A Ufac retomou as sessões presenciais dos seus órgãos colegiados após quase seis anos. O retorno foi marcado pela 2ª reunião ordinária do Conselho de Ensino, Pesquisa e Extensão (Cepex) de 2026, a qual ocorreu nesta quarta-feira, 19, no anfiteatro Garibaldi Brasil, campus-sede.

As sessões passaram a ser remotas devido à pandemia da covid-19, em 2020. Depois, foram impactadas por paralisações dos servidores, crise no transporte público de Rio Branco e greve dos estudantes. “É um recomeço e o cumprimento de um dos principais compromissos assumidos durante nossa campanha eleitoral”, disse o reitor Josimar Ferreira. “Este anfiteatro foi arena de grandes lutas do movimento sindical e dos próprios conselhos universitários.”

Segundo o servidor Jairo Nogueira, que atuou na intermediação do encontro com a Reitoria, a volta do formato presencial é fundamental para resgatar a interação direta entre os colegas e destravar os processos acumulados do Cepex. A sessão serviu de preparo para a reunião do Conselho Universitário (Consu), agendada para esta quinta-feira, 20.

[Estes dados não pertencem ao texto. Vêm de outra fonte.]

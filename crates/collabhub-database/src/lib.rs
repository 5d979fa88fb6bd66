//! # collabhub-database
//!
//! The persistence contract the collaborator core is written against
//! ([`store::CollaboratorStore`]), its PostgreSQL implementation, and an
//! in-memory implementation behind the `memory` feature.

pub mod connection;
#[cfg(feature = "memory")]
pub mod memory;
pub mod migration;
pub mod repositories;
pub mod store;

pub use connection::DatabasePool;
#[cfg(feature = "memory")]
pub use memory::MemoryStore;
pub use repositories::PgStore;
pub use store::{CollaboratorStore, GrantQuery};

Entre as propostas para a sessão do Consu, destacam-se reformulações no organograma da universidade, como a criação da Pró-Reitoria de Ações Afirmativas e Equidade, a reestruturação da Pró-Reitoria de Pesquisa e Pós-Graduação, que passará a incorporar ações de inovação e o fortalecimento da autonomia do campus Floresta, em Cruzeiro do Sul, com a criação da figura do diretor do campus e de duas diretorias administrativas de suporte.

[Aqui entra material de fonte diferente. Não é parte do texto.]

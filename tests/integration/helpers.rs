//! Shared test helpers for integration tests.

use std::sync::Arc;

use axum::Router;
use axum::body::Body;
use axum::http::{Request, StatusCode, header};
use http_body_util::BodyExt;
use serde_json::Value;
use tower::ServiceExt;

use collabhub_api::{AppState, build_router};
use collabhub_auth::{JwtEncoder, TokenCodec};
use collabhub_core::config::AppConfig;
use collabhub_database::{CollaboratorStore, MemoryStore};
use collabhub_entity::user::User;
use collabhub_mail::OutboxMailer;

pub const INVITATION_SECRET: &str = "integration-invitation-secret";

/// Test application context
pub struct TestApp {
    /// The Axum router for making test requests
    pub router: Router,
    /// In-memory persistence shared with the router
    pub store: MemoryStore,
    /// Captures every email the router sends
    pub outbox: OutboxMailer,
    /// Application config
    pub config: AppConfig,
    encoder: JwtEncoder,
}

impl TestApp {
    /// Create a new test application
    pub fn new() -> Self {
        let mut config = AppConfig::default();
        config.auth.jwt_secret = "integration-jwt-secret".to_string();
        config.invitation.token_secret = INVITATION_SECRET.to_string();
        config.invitation.base_url = "https://app.test/folder-invitation".to_string();

        let store = MemoryStore::new();
        Self::with_store(config, store.clone(), Arc::new(store))
    }

    /// Wire the router over an arbitrary store. `store` is still used for
    /// seeding and inspection.
    pub fn with_store(
        config: AppConfig,
        store: MemoryStore,
        backend: Arc<dyn CollaboratorStore>,
    ) -> Self {
        let outbox = OutboxMailer::new();
        let state = AppState::new(config.clone(), backend, Arc::new(outbox.clone()));

        Self {
            router: build_router(state),
            encoder: JwtEncoder::new(&config.auth),
            store,
            outbox,
            config,
        }
    }

    pub fn user(&self, email: &str) -> User {
        self.store.add_user(email)
    }

    /// Bearer token for `user`
    pub fn token_for(&self, user: &User) -> String {
        let (token, _) = self
            .encoder
            .generate_access_token(user.id, &user.email)
            .expect("Failed to mint access token");
        token
    }

    /// Codec holding the invitation secret.
    pub fn codec(&self) -> TokenCodec {
        TokenCodec::new(INVITATION_SECRET)
    }

    /// Make a GET request
    pub async fn get(&self, uri: &str, token: Option<&str>) -> (StatusCode, Value) {
        self.send(Request::get(uri), token, Body::empty()).await
    }

    /// Make a POST request with a JSON body
    pub async fn post(&self, uri: &str, token: Option<&str>, body: Value) -> (StatusCode, Value) {
        let builder = Request::post(uri).header(header::CONTENT_TYPE, "application/json");
        self.send(builder, token, Body::from(body.to_string()))
            .await
    }

    async fn send(
        &self,
        mut builder: axum::http::request::Builder,
        token: Option<&str>,
        body: Body,
    ) -> (StatusCode, Value) {
        if let Some(token) = token {
            builder = builder.header(header::AUTHORIZATION, format!("Bearer {token}"));
        }
        let request = builder.body(body).expect("Failed to build request");

        let response = self
            .router
            .clone()
            .oneshot(request)
            .await
            .expect("Router failed");

        let status = response.status();
        let bytes = response
            .into_body()
            .collect()
            .await
            .expect("Failed to read body")
            .to_bytes();
        let json = if bytes.is_empty() {
            Value::Null
        } else {
            serde_json::from_slice(&bytes).unwrap_or(Value::Null)
        };

        (status, json)
    }

    /// Token embedded in the most recent invitation email.
    pub fn last_emailed_token(&self) -> String {
        let sent = self.outbox.sent();
        let html = &sent.last().expect("No email sent").html;
        let start = html.find("token=").expect("No token in email") + "token=".len();
        html[start..]
            .chars()
            .take_while(|c| c.is_ascii_alphanumeric() || *c == '-' || *c == '_')
            .collect()
    }
}

/// Pull the `token` query value out of a public invitation link.
pub fn token_from_link(link: &str) -> String {
    let start = link.find("token=").expect("No token in link") + "token=".len();
    link[start..].to_string()
}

Por conta dos custos operacionais para o deslocamento dos 21 conselheiros de Cruzeiro do Sul, o modelo no campus do interior seguirá de forma híbrida temporariamente. A gestão está estruturando uma sala com suporte tecnológico para garantir a transmissão em tempo real, sem prejuízos aos participantes remotos. Paralelamente, nos próximos cem dias, a Reitoria pretende adaptar um espaço definitivo para as reuniões dos órgãos colegiados no campus-sede.